Do you remember the movie where Michael Keaton (sometimes known as Batman) was desperately rooting for the Boston Red Sox to win the 1986 World Series, while Robert Downey, Jr. (Iron Man’s living embodiment) was pulling for the New York Mets?
You’re not alone.
Not many people saw “Game 6″, the movie, when it appeared in theaters in March 2006. This extremely low budget film (both actors took salaries of only $100 per day, far below what they usually command) was dumped in the early part of the year, during the dead of winter, which is usually a graveyard for movies, especially ones with a baseball theme.
Set on the night of Saturday, October 25, 1986, the picture – written by best selling author Don DeLillo, and directed by Michael Hoffman – follows a nervous, pessimistic, and neurotic playwright named Nicky Rogan (Keaton) who has a play opening on Broadway the same night as Game Six of the 1986 World Series. Nicky isn’t that confident about the success of his play, and is less so about the chances of his beloved Boston Red Sox, despite the fact that they are poised to win the series that night at Shea Stadium.
Robert Downey, Jr. plays a powerful theater critic, whose reviews can make or break a production. He is assigned to cover Keaton’s play on Opening night. Keaton’s character – desperate to the point of lunacy – decides that the best option would be to kill Downey’s character that night, stopping him from writing about the show. The playwright skips his own opening to sit in a seedy theater district bar, fortifying himself with alcohol while watching game six on the television.
A stellar supporting cast, including Griffin Dunne, Catherine O’Hara, Roger Rees, Harris Yulin and Bebe Neuwirth, help to give the film some dramatic balance and comic touches, but it’s the performances of the two leads that drives this film.
Keaton, who was rarely making appearances by then, utilizes a restrained version of his razor’s edge maniacal on screen persona, as seen in films like “Batman”, “BeetleJuice” and “Gung Ho.”
Both actors were at a crossroad in their respective careers and had nothing to lose, so they gave this independent film their all.

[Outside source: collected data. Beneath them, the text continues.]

//! SQLite-backed template store.
//!
//! Schema:
//! - templates: one row per template, `blocks` as serialized JSON text,
//!   `updated_at` as RFC 3339 text (fixed precision, so it sorts as text)

use crate::{StoreError, TemplateStore};
use chrono::{DateTime, SecondsFormat, Utc};
use mailforge_model::{
    Document, DocumentId, DocumentRecord, DocumentSummary, FieldUpdate, UserId, Visibility,
};
use rusqlite::types::{Type, Value as SqlValue};
use rusqlite::{params, params_from_iter, Connection, OptionalExtension, Row};
use serde_json::Value;
use std::path::Path;
use std::sync::{Arc, Mutex, MutexGuard};

const SCHEMA: &str = "CREATE TABLE IF NOT EXISTS templates (
    id TEXT PRIMARY KEY,
    owner TEXT NOT NULL,
    name TEXT NOT NULL,
    category TEXT NOT NULL,
    subject TEXT NOT NULL,
    description TEXT,
    visibility TEXT NOT NULL,
    forked_from TEXT,
    blocks TEXT NOT NULL,
    updated_at TEXT NOT NULL
)";

const COLUMNS: &str =
    "id, owner, name, category, subject, description, visibility, forked_from, blocks, updated_at";

#[derive(Clone, Debug)]
pub struct SqliteStore {
    /// rusqlite::Connection is !Sync
    conn: Arc<Mutex<Connection>>,
}

impl SqliteStore {
    /// Open or create a database file, creating the schema if missing.
    pub fn open(path: impl AsRef<Path>) -> Result<Self, StoreError> {
        let path = path.as_ref();
        if let Some(parent) = path.parent().filter(|p| !p.as_os_str().is_empty()) {
            std::fs::create_dir_all(parent)
                .map_err(|e| StoreError::Backend(format!("{}: {}", parent.display(), e)))?;
        }

        let conn = Connection::open(path)?;
        conn.pragma_update(None, "journal_mode", "WAL")?;
        conn.pragma_update(None, "synchronous", "NORMAL")?;

        tracing::info!(path = %path.display(), "opened template database");
        Self::with_connection(conn)
    }

    pub fn open_in_memory() -> Result<Self, StoreError> {
        Self::with_connection(Connection::open_in_memory()?)
    }

    fn with_connection(conn: Connection) -> Result<Self, StoreError> {
        conn.execute(SCHEMA, [])?;
        conn.execute(
            "CREATE INDEX IF NOT EXISTS idx_templates_updated ON templates(updated_at)",
            [],
        )?;
        Ok(Self {
            conn: Arc::new(Mutex::new(conn)),
        })
    }

    fn conn(&self) -> Result<MutexGuard<'_, Connection>, StoreError> {
        self.conn
            .lock()
            .map_err(|_| StoreError::Backend("connection lock poisoned".to_string()))
    }

    /// Write raw blocks text for a row. Used to reproduce damaged data.
    pub fn overwrite_blocks_text(&self, id: &DocumentId, text: &str) -> Result<usize, StoreError> {
        Ok(self.conn()?.execute(
            "UPDATE templates SET blocks = ?1 WHERE id = ?2",
            params![text, id.as_str()],
        )?)
    }

    fn update(
        &self,
        id: &DocumentId,
        owner: Option<&UserId>,
        update: &FieldUpdate,
    ) -> Result<usize, StoreError> {
        let mut assignments: Vec<&str> = Vec::new();
        let mut values: Vec<SqlValue> = Vec::new();

        if let Some(name) = &update.name {
            assignments.push("name = ?");
            values.push(SqlValue::Text(name.clone()));
        }
        if let Some(category) = &update.category {
            assignments.push("category = ?");
            values.push(SqlValue::Text(category.clone()));
        }
        if let Some(subject) = &update.subject {
            assignments.push("subject = ?");
            values.push(SqlValue::Text(subject.clone()));
        }
        if let Some(description) = &update.description {
            assignments.push("description = ?");
            values.push(match description {
                Some(text) => SqlValue::Text(text.clone()),
                None => SqlValue::Null,
            });
        }
        if let Some(blocks) = &update.blocks {
            assignments.push("blocks = ?");
            values.push(SqlValue::Text(serde_json::to_string(blocks)?));
        }
        if let Some(visibility) = update.visibility {
            assignments.push("visibility = ?");
            values.push(SqlValue::Text(visibility.as_str().to_string()));
        }
        assignments.push("updated_at = ?");
        values.push(SqlValue::Text(timestamp(Utc::now())));

        let mut sql = format!("UPDATE templates SET {} WHERE id = ?", assignments.join(", "));
        values.push(SqlValue::Text(id.as_str().to_string()));
        if let Some(owner) = owner {
            sql.push_str(" AND owner = ?");
            values.push(SqlValue::Text(owner.as_str().to_string()));
        }

        let affected = self.conn()?.execute(&sql, params_from_iter(values.iter()))?;
        tracing::debug!(id = %id, affected, "template update");
        Ok(affected)
    }
}

fn timestamp(at: DateTime<Utc>) -> String {
    at.to_rfc3339_opts(SecondsFormat::Micros, true)
}

fn conversion_error(
    index: usize,
    err: impl Into<Box<dyn std::error::Error + Send + Sync>>,
) -> rusqlite::Error {
    rusqlite::Error::FromSqlConversionFailure(index, Type::Text, err.into())
}

fn parse_visibility(row: &Row<'_>, index: usize) -> rusqlite::Result<Visibility> {
    let raw: String = row.get(index)?;
    raw.parse().map_err(|e: String| conversion_error(index, e))
}

fn parse_timestamp(row: &Row<'_>, index: usize) -> rusqlite::Result<DateTime<Utc>> {
    let raw: String = row.get(index)?;
    DateTime::parse_from_rfc3339(&raw)
        .map(|at| at.with_timezone(&Utc))
        .map_err(|e| conversion_error(index, e))
}

fn record_from_row(row: &Row<'_>) -> rusqlite::Result<DocumentRecord> {
    Ok(DocumentRecord {
        id: DocumentId::new(row.get::<_, String>(0)?),
        owner: UserId::new(row.get::<_, String>(1)?),
        name: row.get(2)?,
        category: row.get(3)?,
        subject: row.get(4)?,
        description: row.get(5)?,
        visibility: parse_visibility(row, 6)?,
        forked_from: row.get::<_, Option<String>>(7)?.map(DocumentId::new),
        // Left as text; decoding happens where the caller can report it.
        blocks: Value::String(row.get(8)?),
        updated_at: parse_timestamp(row, 9)?,
    })
}

fn summary_from_row(row: &Row<'_>) -> rusqlite::Result<DocumentSummary> {
    Ok(DocumentSummary {
        id: DocumentId::new(row.get::<_, String>(0)?),
        owner: UserId::new(row.get::<_, String>(1)?),
        name: row.get(2)?,
        category: row.get(3)?,
        subject: row.get(4)?,
        visibility: parse_visibility(row, 5)?,
        forked_from: row.get::<_, Option<String>>(6)?.map(DocumentId::new),
        updated_at: parse_timestamp(row, 7)?,
    })
}

impl TemplateStore for SqliteStore {
    fn get_by_id(&self, id: &DocumentId) -> Result<Option<DocumentRecord>, StoreError> {
        let conn = self.conn()?;
        let record = conn
            .query_row(
                &format!("SELECT {} FROM templates WHERE id = ?1", COLUMNS),
                params![id.as_str()],
                record_from_row,
            )
            .optional()?;
        Ok(record)
    }

    fn list_visible_to(&self, requester: &UserId) -> Result<Vec<DocumentSummary>, StoreError> {
        let conn = self.conn()?;
        let mut stmt = conn.prepare(
            "SELECT id, owner, name, category, subject, visibility, forked_from, updated_at
             FROM templates
             WHERE visibility = 'public' OR owner = ?1
             ORDER BY updated_at DESC",
        )?;
        let rows = stmt.query_map(params![requester.as_str()], summary_from_row)?;

        let mut summaries = Vec::new();
        for row in rows {
            summaries.push(row?);
        }
        Ok(summaries)
    }

    fn insert(&self, document: &Document) -> Result<DocumentId, StoreError> {
        let blocks = serde_json::to_string(&document.blocks)?;
        self.conn()?.execute(
            &format!(
                "INSERT INTO templates ({}) VALUES (?1, ?2, ?3, ?4, ?5, ?6, ?7, ?8, ?9, ?10)",
                COLUMNS
            ),
            params![
                document.id.as_str(),
                document.owner.as_str(),
                document.name,
                document.category,
                document.subject,
                document.description,
                document.visibility.as_str(),
                document.forked_from.as_ref().map(DocumentId::as_str),
                blocks,
                timestamp(document.updated_at),
            ],
        )?;
        tracing::debug!(id = %document.id, owner = %document.owner, "template inserted");
        Ok(document.id.clone())
    }

    fn update_fields(&self, id: &DocumentId, update: &FieldUpdate) -> Result<usize, StoreError> {
        self.update(id, None, update)
    }

    fn update_where_owner(
        &self,
        id: &DocumentId,
        owner: &UserId,
        update: &FieldUpdate,
    ) -> Result<usize, StoreError> {
        self.update(id, Some(owner), update)
    }

    fn delete_where_owner(&self, id: &DocumentId, owner: &UserId) -> Result<usize, StoreError> {
        let affected = self.conn()?.execute(
            "DELETE FROM templates WHERE id = ?1 AND owner = ?2",
            params![id.as_str(), owner.as_str()],
        )?;
        tracing::debug!(id = %id, affected, "template delete");
        Ok(affected)
    }
}
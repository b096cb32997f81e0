use crate::config::Config;
use anyhow::{Context as _, Result};
use clap::Args;
use colored::Colorize;
use mailforge_mailer::{MailTransport, OutboxTransport, SmtpConfig, SmtpMailTransport};
use mailforge_store::SqliteStore;
use mailforge_workspace::{serve as serve_api, TemplateService};
use std::net::SocketAddr;
use std::path::PathBuf;
use std::sync::Arc;

#[derive(Debug, Args)]
pub struct ServeArgs {
    /// Port to listen on (overrides config)
    #[arg(short, long)]
    pub port: Option<u16>,

    /// Address to bind (overrides config)
    #[arg(long)]
    pub host: Option<String>,
}

pub fn serve(args: ServeArgs, cwd: &str) -> Result<()> {
    let config = Config::load(cwd)?;
    let host = args.host.unwrap_or_else(|| config.host.clone());
    let port = args.port.unwrap_or(config.port);
    let addr: SocketAddr = format!("{}:{}", host, port)
        .parse()
        .with_context(|| format!("Invalid listen address {}:{}", host, port))?;

    let database = config.resolve(cwd, &config.database);
    let outbox = config.resolve(cwd, &config.outbox_dir);

    let store = Arc::new(SqliteStore::open(&database)?);
    let (transport, delivery) = transport(&config, outbox)?;
    let service = TemplateService::new(store, transport)
        .with_sender(config.sender.clone())
        .with_default_context(config.default_context.clone());

    println!("{}", "📬 Starting MailForge server...".bright_blue().bold());
    println!("  Database: {}", database.display());
    println!("  Delivery: {}", delivery);
    println!("  Listening on {}", format!("http://{}", addr).cyan());

    let runtime = tokio::runtime::Runtime::new()?;
    runtime.block_on(serve_api(service, addr))
}

/// Configured relay first, then `SMTP_HOST` from the environment, then the
/// outbox directory.
fn transport(config: &Config, outbox: PathBuf) -> Result<(Arc<dyn MailTransport>, String)> {
    let smtp = match &config.smtp {
        Some(smtp) => Some(smtp.clone()),
        None if std::env::var_os("SMTP_HOST").is_some() => Some(SmtpConfig::from_env()?),
        None => None,
    };

    match smtp {
        Some(smtp) => {
            let transport = SmtpMailTransport::new(&smtp)?;
            Ok((Arc::new(transport), format!("smtp://{}:{}", smtp.host, smtp.port())))
        }
        None => {
            let label = outbox.display().to_string();
            Ok((Arc::new(OutboxTransport::new(outbox)), label))
        }
    }
}
use crate::render::render_block;
use mailforge_model::{Block, Context};

/// Options for HTML compilation
#[derive(Debug, Clone, PartialEq)]
pub struct CompileOptions {
    /// Pretty print HTML
    pub pretty: bool,
    /// Indentation string
    pub indent: String,
}

impl Default for CompileOptions {
    fn default() -> Self {
        Self {
            pretty: true,
            indent: "  ".to_string(),
        }
    }
}

struct Output {
    options: CompileOptions,
    depth: usize,
    buffer: String,
}

impl Output {
    fn new(options: CompileOptions) -> Self {
        Self {
            options,
            depth: 0,
            buffer: String::new(),
        }
    }

    fn add(&mut self, text: &str) {
        self.buffer.push_str(text);
    }

    fn add_line(&mut self, text: &str) {
        if self.options.pretty {
            self.add_indent();
        }
        self.add(text);
        if self.options.pretty {
            self.add("\n");
        }
    }

    fn add_indent(&mut self) {
        for _ in 0..self.depth {
            self.buffer.push_str(&self.options.indent);
        }
    }

    fn indent(&mut self) {
        self.depth += 1;
    }

    fn dedent(&mut self) {
        if self.depth > 0 {
            self.depth -= 1;
        }
    }

    fn into_string(self) -> String {
        self.buffer
    }
}

/// Compile blocks to a complete HTML email using default options.
///
/// Absent or empty `blocks` yield an empty string, not an empty shell.
pub fn compile(blocks: Option<&[Block]>, context: &Context) -> String {
    compile_with_options(blocks, context, CompileOptions::default())
}

/// Compile blocks to a complete HTML email.
///
/// The shell is fixed; only the concatenated block fragments vary. Output
/// is deterministic for a given `(blocks, context, options)`.
pub fn compile_with_options(
    blocks: Option<&[Block]>,
    context: &Context,
    options: CompileOptions,
) -> String {
    let blocks = match blocks {
        Some(blocks) if !blocks.is_empty() => blocks,
        _ => return String::new(),
    };

    let mut out = Output::new(options);

    out.add_line("<!DOCTYPE html>");
    out.add_line("<html lang=\"en\">");
    out.indent();

    write_head(&mut out);

    out.add_line("<body style=\"margin: 0; padding: 20px; background-color: #f3f4f6;\">");
    out.indent();
    out.add_line(
        "<div style=\"max-width: 600px; margin: 0 auto; background-color: #ffffff; min-height: 100vh;\">",
    );
    out.indent();

    for block in blocks {
        let fragment = render_block(block, context);
        if !fragment.is_empty() {
            out.add_line(&fragment);
        }
    }

    out.dedent();
    out.add_line("</div>");
    out.dedent();
    out.add_line("</body>");

    out.dedent();
    out.add_line("</html>");

    out.into_string()
}

fn write_head(out: &mut Output) {
    out.add_line("<head>");
    out.indent();

    out.add_line("<meta charset=\"UTF-8\">");
    out.add_line("<meta name=\"viewport\" content=\"width=device-width, initial-scale=1.0\">");
    out.add_line("<style>body { margin: 0; padding: 0; font-family: sans-serif; }</style>");

    out.dedent();
    out.add_line("</head>");
}
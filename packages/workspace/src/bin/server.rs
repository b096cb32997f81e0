use anyhow::Context as _;
use mailforge_mailer::{MailTransport, OutboxTransport, SmtpMailTransport};
use mailforge_store::{MemoryStore, SqliteStore, TemplateStore};
use mailforge_workspace::{serve, TemplateService, DEFAULT_SENDER};
use std::net::SocketAddr;
use std::path::PathBuf;
use std::sync::Arc;

struct Options {
    host: String,
    port: u16,
    database: String,
    outbox: PathBuf,
    sender: String,
    smtp: bool,
}

impl Default for Options {
    fn default() -> Self {
        Self {
            host: "127.0.0.1".to_string(),
            port: 5000,
            database: "mailforge.db".to_string(),
            outbox: PathBuf::from("outbox"),
            sender: DEFAULT_SENDER.to_string(),
            smtp: std::env::var_os("SMTP_HOST").is_some(),
        }
    }
}

fn print_help() {
    println!("Usage: mailforge-server [OPTIONS]");
    println!();
    println!("Options:");
    println!("  -p, --port <PORT>       Port to listen on (default: 5000)");
    println!("  --host <HOST>           Address to bind (default: 127.0.0.1)");
    println!("  --database <PATH>       SQLite database file, or :memory: (default: mailforge.db)");
    println!("  --outbox <DIR>          Directory for sent mail (default: outbox)");
    println!("  --sender <ADDRESS>      From address for sent mail");
    println!("  --smtp                  Deliver through the relay named by SMTP_HOST/SMTP_PORT/SMTP_USER/SMTP_PASSWORD/SMTP_TLS");
    println!("  -h, --help              Show this help message");
}

fn parse_args(args: &[String]) -> anyhow::Result<Option<Options>> {
    let mut options = Options::default();
    let mut i = 1;

    while i < args.len() {
        let flag = args[i].as_str();
        if matches!(flag, "--help" | "-h") {
            print_help();
            return Ok(None);
        }
        if flag == "--smtp" {
            options.smtp = true;
            i += 1;
            continue;
        }

        let value = args
            .get(i + 1)
            .with_context(|| format!("{} requires a value", flag))?;
        match flag {
            "--port" | "-p" => {
                options.port = value
                    .parse()
                    .with_context(|| format!("Invalid port number: {}", value))?
            }
            "--host" => options.host = value.clone(),
            "--database" => options.database = value.clone(),
            "--outbox" => options.outbox = PathBuf::from(value),
            "--sender" => options.sender = value.clone(),
            other => anyhow::bail!("Unknown argument: {}", other),
        }
        i += 2;
    }

    Ok(Some(options))
}

#[tokio::main]
async fn main() -> anyhow::Result<()> {
    tracing_subscriber::fmt()
        .with_env_filter(
            tracing_subscriber::EnvFilter::try_from_default_env()
                .unwrap_or_else(|_| tracing_subscriber::EnvFilter::new("info")),
        )
        .init();

    let args: Vec<String> = std::env::args().collect();
    let Some(options) = parse_args(&args)? else {
        return Ok(());
    };

    let store: Arc<dyn TemplateStore> = if options.database == ":memory:" {
        Arc::new(MemoryStore::new())
    } else {
        Arc::new(SqliteStore::open(&options.database)?)
    };
    let transport: Arc<dyn MailTransport> = if options.smtp {
        Arc::new(SmtpMailTransport::from_env()?)
    } else {
        Arc::new(OutboxTransport::new(&options.outbox))
    };
    let service = TemplateService::new(store, transport).with_sender(options.sender);

    let addr: SocketAddr = format!("{}:{}", options.host, options.port)
        .parse()
        .context("Invalid listen address")?;

    println!("Starting MailForge server...");
    println!("Database: {}", options.database);
    if options.smtp {
        println!("Delivery: smtp ($SMTP_HOST)");
    } else {
        println!("Outbox: {}", options.outbox.display());
    }
    println!("HTTP listening on {}", addr);

    serve(service, addr).await
}
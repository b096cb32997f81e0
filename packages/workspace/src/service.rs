//! # Template Service
//!
//! Request-level operations over stored templates. The service owns no
//! mutable state between calls: every operation is a read of the store,
//! a pure transformation, and at most one conditional write.
//!
//! ## Save state machine
//!
//! ```text
//! fetch(id) ── absent ──────────────────────────────▶ NotFound
//!    │
//!    ├─ owner == requester ─▶ update where id and owner
//!    │                          ├─ 1 row ─▶ { id, created: false }
//!    │                          └─ 0 rows ▶ NotFound (row vanished)
//!    │
//!    ├─ private ────────────────────────────────────▶ Forbidden
//!    │
//!    └─ public ─▶ insert fork (owner = requester, private,
//!                 forkedFrom = id) ─▶ { newId, created: true }
//! ```

use crate::errors::{WorkspaceError, WorkspaceResult};
use chrono::{Datelike, Utc};
use mailforge_compiler_html::{compile, compile_plain_text};
use mailforge_mailer::{validate_address, Delivery, MailTransport, OutgoingMail};
use mailforge_model::{
    decode_blocks, defaults, Context, Document, DocumentId, DocumentPatch, DocumentRecord,
    DocumentSummary, NewDocument, SaveOutcome, UserId, Visibility,
};
use mailforge_store::TemplateStore;
use std::collections::BTreeSet;
use std::sync::Arc;

pub const DEFAULT_SENDER: &str = "MailForge <noreply@mailforge.local>";
pub const FALLBACK_SUBJECT: &str = "No Subject";

#[derive(Clone)]
pub struct TemplateService {
    store: Arc<dyn TemplateStore>,
    transport: Arc<dyn MailTransport>,
    sender: String,
    default_context: Context,
}

impl TemplateService {
    pub fn new(store: Arc<dyn TemplateStore>, transport: Arc<dyn MailTransport>) -> Self {
        Self {
            store,
            transport,
            sender: DEFAULT_SENDER.to_string(),
            default_context: defaults::sample_context(Utc::now().year()),
        }
    }

    pub fn with_sender(mut self, sender: impl Into<String>) -> Self {
        self.sender = sender.into();
        self
    }

    /// Extra default context values, layered over the built-in samples.
    pub fn with_default_context(mut self, context: Context) -> Self {
        self.default_context.extend(context);
        self
    }

    pub fn default_context(&self) -> &Context {
        &self.default_context
    }

    pub fn create(&self, requester: &UserId, input: NewDocument) -> WorkspaceResult<DocumentId> {
        let document = input.into_document(DocumentId::generate(), requester.clone(), Utc::now())?;
        let id = self.store.insert(&document)?;
        tracing::info!(id = %id, owner = %requester, "template created");
        Ok(id)
    }

    pub fn fetch(&self, id: &DocumentId, requester: &UserId) -> WorkspaceResult<Document> {
        let record = self.visible_record(id, requester)?;
        decode_record(record)
    }

    pub fn list(&self, requester: &UserId) -> WorkspaceResult<Vec<DocumentSummary>> {
        Ok(self.store.list_visible_to(requester)?)
    }

    /// Distinct non-empty categories across visible templates, sorted.
    pub fn categories(&self, requester: &UserId) -> WorkspaceResult<Vec<String>> {
        let categories: BTreeSet<String> = self
            .store
            .list_visible_to(requester)?
            .into_iter()
            .map(|summary| summary.category)
            .filter(|category| !category.trim().is_empty())
            .collect();
        Ok(categories.into_iter().collect())
    }

    pub fn save(
        &self,
        id: &DocumentId,
        requester: &UserId,
        patch: DocumentPatch,
    ) -> WorkspaceResult<SaveOutcome> {
        let current = self
            .store
            .get_by_id(id)?
            .ok_or_else(|| WorkspaceError::NotFound(id.clone()))?;
        let mut update = patch.into_update()?;

        if &current.owner == requester {
            let affected = self.store.update_where_owner(id, requester, &update)?;
            if affected == 0 {
                return Err(WorkspaceError::NotFound(id.clone()));
            }
            tracing::info!(id = %id, owner = %requester, "template updated in place");
            return Ok(SaveOutcome {
                id: id.clone(),
                created: false,
            });
        }

        if current.visibility == Visibility::Private {
            tracing::warn!(id = %id, requester = %requester, "save rejected on private template");
            return Err(WorkspaceError::Forbidden(id.clone()));
        }

        // Forks are always private, whatever the patch asked for.
        update.visibility = None;
        let blocks = match update.blocks.take() {
            Some(blocks) => blocks,
            None => decode_blocks(&current.blocks).map_err(|source| {
                WorkspaceError::Serialization {
                    id: id.clone(),
                    source,
                }
            })?,
        };

        let mut fork = Document {
            id: DocumentId::generate(),
            owner: requester.clone(),
            name: current.name,
            category: current.category,
            subject: current.subject,
            description: current.description,
            visibility: Visibility::Private,
            forked_from: Some(id.clone()),
            blocks,
            updated_at: Utc::now(),
        };
        update.apply_to(&mut fork);

        let new_id = self.store.insert(&fork)?;
        tracing::info!(id = %new_id, forked_from = %id, owner = %requester, "template forked");
        Ok(SaveOutcome {
            id: new_id,
            created: true,
        })
    }

    pub fn delete(&self, id: &DocumentId, requester: &UserId) -> WorkspaceResult<()> {
        if self.store.delete_where_owner(id, requester)? == 1 {
            tracing::info!(id = %id, owner = %requester, "template deleted");
            return Ok(());
        }

        // Nothing was removed; re-read only to say why.
        match self.store.get_by_id(id)? {
            None => Err(WorkspaceError::NotFound(id.clone())),
            Some(_) => {
                tracing::warn!(id = %id, requester = %requester, "delete rejected for non-owner");
                Err(WorkspaceError::Forbidden(id.clone()))
            }
        }
    }

    pub fn preview(
        &self,
        id: &DocumentId,
        requester: &UserId,
        context: Option<Context>,
    ) -> WorkspaceResult<String> {
        let document = self.fetch(id, requester)?;
        let context = self.merged_context(context);
        Ok(compile(Some(document.blocks.as_slice()), &context))
    }

    /// Compile a template for `recipient` and hand it to the transport.
    pub fn send(
        &self,
        id: &DocumentId,
        requester: &UserId,
        recipient: &str,
        context: Option<Context>,
    ) -> WorkspaceResult<Delivery> {
        validate_address(recipient).map_err(|e| WorkspaceError::Validation(e.to_string()))?;

        let document = self.fetch(id, requester)?;
        let context = self.merged_context(context);

        let subject = if document.subject.trim().is_empty() {
            FALLBACK_SUBJECT.to_string()
        } else {
            document.subject.clone()
        };

        let mail = OutgoingMail {
            from: self.sender.clone(),
            to: recipient.to_string(),
            subject,
            html: compile(Some(document.blocks.as_slice()), &context),
            text: compile_plain_text(Some(document.blocks.as_slice()), &context),
        };

        let delivery = self.transport.send(&mail).map_err(|err| {
            tracing::warn!(id = %id, to = %recipient, error = %err, "mail transport failed");
            WorkspaceError::from(err)
        })?;

        tracing::info!(id = %id, to = %recipient, message_id = %delivery.message_id, "mail sent");
        Ok(delivery)
    }

    fn visible_record(&self, id: &DocumentId, requester: &UserId) -> WorkspaceResult<DocumentRecord> {
        let record = self
            .store
            .get_by_id(id)?
            .ok_or_else(|| WorkspaceError::NotFound(id.clone()))?;
        if record.visibility == Visibility::Private && &record.owner != requester {
            return Err(WorkspaceError::Forbidden(id.clone()));
        }
        Ok(record)
    }

    fn merged_context(&self, overrides: Option<Context>) -> Context {
        let mut context = self.default_context.clone();
        if let Some(overrides) = overrides {
            context.extend(overrides);
        }
        context
    }
}

fn decode_record(record: DocumentRecord) -> WorkspaceResult<Document> {
    let id = record.id.clone();
    Document::from_record(record).map_err(|source| WorkspaceError::Serialization { id, source })
}
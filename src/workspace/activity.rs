//! Append-only activity log for tool dispatches
//!
//! Independent of conversation history; used for audit and debugging.

use chrono::{DateTime, Utc};
use serde::{Deserialize, Serialize};
use std::path::PathBuf;
use tracing::warn;

use super::WorkspaceStore;
use crate::{ErrorKind, Result};

const MAIN_LOG: &str = "memory/shared/activity.jsonl";

/// One dispatch record
#[derive(Debug, Clone, Serialize, Deserialize)]
pub struct ActivityEntry {
    pub timestamp: DateTime<Utc>,
    pub project_id: String,
    /// Tool module that owns the capability (empty when unknown)
    pub module: String,
    pub capability: String,
    pub arguments: serde_json::Value,
    pub duration_ms: u64,
    pub success: bool,
    #[serde(default, skip_serializing_if = "Option::is_none")]
    pub error_kind: Option<ErrorKind>,
    #[serde(default, skip_serializing_if = "Option::is_none")]
    pub error: Option<String>,
}

/// Writer for the workspace activity log
#[derive(Debug, Clone)]
pub struct ActivityLog {
    workspace: WorkspaceStore,
}

impl ActivityLog {
    pub fn new(workspace: WorkspaceStore) -> Self {
        Self { workspace }
    }

    pub fn project_id(&self) -> &str {
        self.workspace.project_id()
    }

    /// Append an entry to the main log and the owning module's log.
    ///
    /// Logging failures are reported but never fail the dispatch.
    pub fn record(&self, entry: &ActivityEntry) {
        if let Err(e) = self.workspace.append_jsonl(MAIN_LOG, entry) {
            warn!(capability = %entry.capability, "Failed to write activity log: {}", e);
        }

        if !entry.module.is_empty() {
            let module_log = PathBuf::from("tools/logs").join(format!("{}.jsonl", entry.module));
            if let Err(e) = self.workspace.append_jsonl(module_log, entry) {
                warn!(module = %entry.module, "Failed to write module log: {}", e);
            }
        }
    }

    /// Most recent `limit` entries, oldest first
    pub fn tail(&self, limit: usize) -> Result<Vec<ActivityEntry>> {
        let entries: Vec<ActivityEntry> = self.workspace.read_jsonl(MAIN_LOG)?;
        let skip = entries.len().saturating_sub(limit);
        Ok(entries.into_iter().skip(skip).collect())
    }
}

#[cfg(test)]
mod tests {
    use super::*;

    fn entry(capability: &str, module: &str) -> ActivityEntry {
        ActivityEntry {
            timestamp: Utc::now(),
            project_id: "p1".to_string(),
            module: module.to_string(),
            capability: capability.to_string(),
            arguments: serde_json::json!({}),
            duration_ms: 1,
            success: true,
            error_kind: None,
            error: None,
        }
    }

    #[test]
    fn test_record_and_tail() {
        let base = tempfile::tempdir().unwrap();
        let ws = WorkspaceStore::create(base.path(), "p1").unwrap();
        let log = ActivityLog::new(ws.clone());

        log.record(&entry("read_file", "filesystem"));
        log.record(&entry("team_write_message", "team"));
        log.record(&entry("nope", ""));

        let tail = log.tail(2).unwrap();
        assert_eq!(tail.len(), 2);
        assert_eq!(tail[0].capability, "team_write_message");
        assert_eq!(tail[1].capability, "nope");

        assert!(ws.root().join("tools/logs/filesystem.jsonl").exists());
        assert!(ws.root().join("tools/logs/team.jsonl").exists());
    }
}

The very best scenes happen at the end when – spoiler alert – (as if you haven’t heard about an almost thirty year old baseball game’s results by now) the Mets come back from the brink to defeat the Red Sox with a two out, last inning miracle finish to force a game seven.
If it hadn’t happened in real life and DeLillo wrote it just for the screen, nobody would have believed it.
Keaton’s character, shaken by the loss and inebriated, leaves the bar and tracks Downey’s character from the theater to his apartment, intending to murder him. When he arrives, he discovers that Downey has been rooting for the Red Sox all along and is just as brokenhearted. The two men then spend the rest of the night together, drowning their sorrows in liquor while watching the replay of Mookie Wilson’s ground ball going through Bill Buckner’s legs over and over again.
The movie was made for less than a million (almost impossible to do, especially with name talent) but still faied to recoup.
Interestingly, the 2014 Oscar winning Best Picture, “Birdman”, which also starred Keaton (who was nominated for Best Actor, losing in a tight race to Eddie Redmayne) shares themes and locations with “Game 6″, as both take place in the confined world of New York’s Broadway Theater district, and center around a frazzled, neurotic Keaton dealing with the power of critics to make or break his show.
Keaton and Downey, Jr. have yet to reunite on screen, so “Game 6″ will have to stand as the closest thing to a DC/Marvel matchup as we will get for a while.